The Bible is the ultimate authority for Evangelicals, and it provides guidance on the issue of divorce. A passage from Matthew 19:4-6 in the New Testament states that “’Therefore a man shall leave his father and his mother and hold fast to his wife, and the two shall become one flesh. So, they are no longer two but one flesh. What therefore God has joined together, let not man separate.’” This passage shows that marriage is a union that should not be broken.
However, the Bible also recognizes that there are certain situations where divorce may be necessary. For instance, adultery is considered to be a valid reason for divorce in the Bible. In Matthew 5:32, Jesus says, “But I say to you that everyone who divorces his wife, except on the ground of sexual immorality, makes her commit adultery, and whoever marries a divorced woman commits adultery.” In this passage, Jesus makes it clear that adultery is a valid ground for divorce.
Similarly, abuse is another situation in which divorce may become necessary. The Bible does not condone violence or abuse within a marriage. In fact, Paul’s letter to the Ephesians states that husbands are supposed to love their wives as Christ loved the church, and that they are to care for their wives as they care for their own bodies (Ephesians 5:25-29). If a husband is physically or emotionally abusive towards his wife, then she has the right to leave the marriage according to Evangelical Christianity.

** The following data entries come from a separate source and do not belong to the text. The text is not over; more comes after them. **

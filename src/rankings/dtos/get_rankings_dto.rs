use serde::Deserialize;
use validator::Validate;

pub const DEFAULT_TOP: usize = 50;

#[derive(Debug, Default, Deserialize, Validate)]
pub struct GetRankingsDto {
    #[validate(range(min = 1, max = 1000, message = "top must be between 1 and 1000."))]
    pub top: Option<u16>,
}

impl GetRankingsDto {
    pub fn top(&self) -> usize {
        self.top.map(usize::from).unwrap_or(DEFAULT_TOP)
    }
}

In addition to these situations, the Bible recognizes that there may be times when divorce becomes necessary due to irreconcilable differences. In 1 Corinthians 7:15, Paul says, “But if the unbelieving partner separates, let it be so. In such cases, the brother or sister is not bound. God has called you to peace.” This passage shows that if one spouse has left the marriage and there is no possibility of reconciliation, then the other spouse is released from their marital obligations.
In conclusion, Evangelical Christianity emphasizes the sanctity of marriage and the importance of keeping the marriage covenant until death. However, there are situations where divorce may become necessary, such as in cases of adultery, abuse, and irreconcilable differences. In such cases, Evangelicals believe that the individual should seek wise counsel and guidance from church leaders, as well as seek God’s guidance through prayer and reading the Bible. Ultimately, divorce should be considered as a last resort, and every effort should be made to preserve the marriage and honor God’s design for it.